— THE PROBLEM —
Below are lines of data, and only some are wanted. Please repeat exactly those from the line that has "photo last viewed." through the line that has "if !state.lightbox.is_visible() && state.selected >= GRID_COLS".

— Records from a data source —
______________________________

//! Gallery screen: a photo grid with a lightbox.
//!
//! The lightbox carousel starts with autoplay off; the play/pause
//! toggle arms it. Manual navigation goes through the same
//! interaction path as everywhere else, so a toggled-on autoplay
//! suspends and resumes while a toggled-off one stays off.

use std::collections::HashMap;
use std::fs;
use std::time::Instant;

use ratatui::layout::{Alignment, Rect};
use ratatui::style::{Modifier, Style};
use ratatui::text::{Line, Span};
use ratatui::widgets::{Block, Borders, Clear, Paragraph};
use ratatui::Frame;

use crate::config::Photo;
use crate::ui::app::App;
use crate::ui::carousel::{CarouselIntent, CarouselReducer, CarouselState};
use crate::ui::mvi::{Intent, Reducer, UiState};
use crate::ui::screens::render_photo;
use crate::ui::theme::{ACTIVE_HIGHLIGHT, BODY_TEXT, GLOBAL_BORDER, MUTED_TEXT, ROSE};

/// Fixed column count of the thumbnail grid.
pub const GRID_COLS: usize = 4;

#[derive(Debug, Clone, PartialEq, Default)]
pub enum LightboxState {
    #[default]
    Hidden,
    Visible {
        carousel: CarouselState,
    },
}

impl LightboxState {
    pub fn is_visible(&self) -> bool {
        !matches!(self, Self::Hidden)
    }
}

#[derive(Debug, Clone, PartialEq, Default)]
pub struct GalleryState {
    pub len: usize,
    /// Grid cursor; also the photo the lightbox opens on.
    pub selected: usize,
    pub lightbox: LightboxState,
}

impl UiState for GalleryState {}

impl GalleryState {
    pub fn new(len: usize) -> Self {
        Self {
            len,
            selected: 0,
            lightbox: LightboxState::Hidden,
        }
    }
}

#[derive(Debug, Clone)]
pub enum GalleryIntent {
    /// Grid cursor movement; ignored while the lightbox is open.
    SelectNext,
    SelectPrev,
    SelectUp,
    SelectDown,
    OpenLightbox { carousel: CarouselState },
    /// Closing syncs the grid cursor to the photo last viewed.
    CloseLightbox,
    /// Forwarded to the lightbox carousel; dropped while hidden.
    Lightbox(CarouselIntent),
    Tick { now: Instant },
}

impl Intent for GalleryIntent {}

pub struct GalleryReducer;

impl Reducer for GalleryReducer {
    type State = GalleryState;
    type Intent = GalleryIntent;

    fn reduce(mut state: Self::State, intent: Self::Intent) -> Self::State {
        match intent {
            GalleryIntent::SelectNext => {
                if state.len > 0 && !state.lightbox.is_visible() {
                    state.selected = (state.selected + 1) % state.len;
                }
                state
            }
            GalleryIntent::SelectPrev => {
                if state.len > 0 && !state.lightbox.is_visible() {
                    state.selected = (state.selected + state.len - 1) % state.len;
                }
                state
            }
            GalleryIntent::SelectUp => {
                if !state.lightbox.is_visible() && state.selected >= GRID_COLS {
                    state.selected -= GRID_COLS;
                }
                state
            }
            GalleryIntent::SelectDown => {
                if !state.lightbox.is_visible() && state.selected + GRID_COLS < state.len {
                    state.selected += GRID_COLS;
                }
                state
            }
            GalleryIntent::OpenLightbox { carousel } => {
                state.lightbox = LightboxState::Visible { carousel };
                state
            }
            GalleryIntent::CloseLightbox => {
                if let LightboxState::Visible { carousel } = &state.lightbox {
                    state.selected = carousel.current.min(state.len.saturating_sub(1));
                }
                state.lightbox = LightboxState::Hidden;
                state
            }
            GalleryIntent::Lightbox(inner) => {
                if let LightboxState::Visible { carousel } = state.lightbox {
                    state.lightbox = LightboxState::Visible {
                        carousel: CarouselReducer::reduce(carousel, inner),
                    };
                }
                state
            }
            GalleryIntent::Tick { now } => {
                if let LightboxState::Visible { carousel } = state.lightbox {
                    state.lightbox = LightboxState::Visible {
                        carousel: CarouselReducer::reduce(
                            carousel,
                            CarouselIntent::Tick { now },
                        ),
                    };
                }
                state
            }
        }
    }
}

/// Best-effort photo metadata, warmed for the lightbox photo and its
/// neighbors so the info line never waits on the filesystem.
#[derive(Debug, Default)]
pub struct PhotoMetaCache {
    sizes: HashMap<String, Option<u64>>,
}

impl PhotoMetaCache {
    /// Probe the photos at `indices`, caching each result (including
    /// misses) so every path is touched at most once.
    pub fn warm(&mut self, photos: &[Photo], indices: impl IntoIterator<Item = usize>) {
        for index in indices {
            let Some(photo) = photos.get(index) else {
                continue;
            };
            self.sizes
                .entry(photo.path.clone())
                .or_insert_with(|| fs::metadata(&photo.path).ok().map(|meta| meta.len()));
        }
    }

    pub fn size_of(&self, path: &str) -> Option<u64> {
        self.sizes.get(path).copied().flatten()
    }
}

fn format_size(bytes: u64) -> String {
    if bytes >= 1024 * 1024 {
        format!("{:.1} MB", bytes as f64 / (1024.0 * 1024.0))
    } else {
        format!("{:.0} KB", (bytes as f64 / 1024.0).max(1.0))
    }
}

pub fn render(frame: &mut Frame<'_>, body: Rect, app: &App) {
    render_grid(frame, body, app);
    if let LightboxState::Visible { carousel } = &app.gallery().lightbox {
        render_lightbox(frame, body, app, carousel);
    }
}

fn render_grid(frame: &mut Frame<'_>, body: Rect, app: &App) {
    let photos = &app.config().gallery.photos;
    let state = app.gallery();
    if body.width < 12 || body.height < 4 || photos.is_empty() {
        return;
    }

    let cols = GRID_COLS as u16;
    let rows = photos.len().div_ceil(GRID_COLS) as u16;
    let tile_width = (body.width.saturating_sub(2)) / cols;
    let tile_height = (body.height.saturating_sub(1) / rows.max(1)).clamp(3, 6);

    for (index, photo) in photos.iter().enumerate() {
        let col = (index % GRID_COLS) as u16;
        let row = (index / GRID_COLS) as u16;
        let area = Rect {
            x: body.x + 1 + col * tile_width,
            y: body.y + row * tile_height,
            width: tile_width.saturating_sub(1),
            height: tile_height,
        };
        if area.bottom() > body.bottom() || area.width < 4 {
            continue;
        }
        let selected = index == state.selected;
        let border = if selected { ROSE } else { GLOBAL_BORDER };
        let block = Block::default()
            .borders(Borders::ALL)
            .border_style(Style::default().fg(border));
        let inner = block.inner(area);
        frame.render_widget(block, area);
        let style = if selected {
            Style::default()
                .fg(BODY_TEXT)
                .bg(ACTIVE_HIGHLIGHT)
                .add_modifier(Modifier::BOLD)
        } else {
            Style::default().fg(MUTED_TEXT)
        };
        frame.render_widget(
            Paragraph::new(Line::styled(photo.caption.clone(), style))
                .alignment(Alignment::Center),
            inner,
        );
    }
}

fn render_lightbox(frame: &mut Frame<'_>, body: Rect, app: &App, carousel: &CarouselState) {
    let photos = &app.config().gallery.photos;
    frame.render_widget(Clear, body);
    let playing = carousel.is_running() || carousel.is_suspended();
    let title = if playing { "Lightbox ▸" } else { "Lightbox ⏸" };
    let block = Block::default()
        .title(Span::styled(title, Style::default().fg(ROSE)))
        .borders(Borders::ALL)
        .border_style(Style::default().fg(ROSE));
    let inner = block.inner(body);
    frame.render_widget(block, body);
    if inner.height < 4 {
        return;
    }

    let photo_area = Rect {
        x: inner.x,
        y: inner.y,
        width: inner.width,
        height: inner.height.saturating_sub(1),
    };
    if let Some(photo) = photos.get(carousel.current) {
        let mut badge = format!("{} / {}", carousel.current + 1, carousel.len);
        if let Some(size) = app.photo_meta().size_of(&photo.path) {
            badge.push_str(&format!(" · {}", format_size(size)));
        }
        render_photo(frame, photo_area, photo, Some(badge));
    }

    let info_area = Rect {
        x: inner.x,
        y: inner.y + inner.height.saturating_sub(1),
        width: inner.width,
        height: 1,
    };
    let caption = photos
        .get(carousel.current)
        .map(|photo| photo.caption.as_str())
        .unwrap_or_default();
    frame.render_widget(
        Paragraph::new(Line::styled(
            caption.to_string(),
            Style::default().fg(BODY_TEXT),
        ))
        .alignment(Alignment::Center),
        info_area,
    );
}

______________________________

— RESULT FOR THIS TASK —
    /// Closing syncs the grid cursor to the photo last viewed.
    CloseLightbox,
    /// Forwarded to the lightbox carousel; dropped while hidden.
    Lightbox(CarouselIntent),
    Tick { now: Instant },
}

impl Intent for GalleryIntent {}

pub struct GalleryReducer;

impl Reducer for GalleryReducer {
    type State = GalleryState;
    type Intent = GalleryIntent;

    fn reduce(mut state: Self::State, intent: Self::Intent) -> Self::State {
        match intent {
            GalleryIntent::SelectNext => {
                if state.len > 0 && !state.lightbox.is_visible() {
                    state.selected = (state.selected + 1) % state.len;
                }
                state
            }
            GalleryIntent::SelectPrev => {
                if state.len > 0 && !state.lightbox.is_visible() {
                    state.selected = (state.selected + state.len - 1) % state.len;
                }
                state
            }
            GalleryIntent::SelectUp => {
                if !state.lightbox.is_visible() && state.selected >= GRID_COLS {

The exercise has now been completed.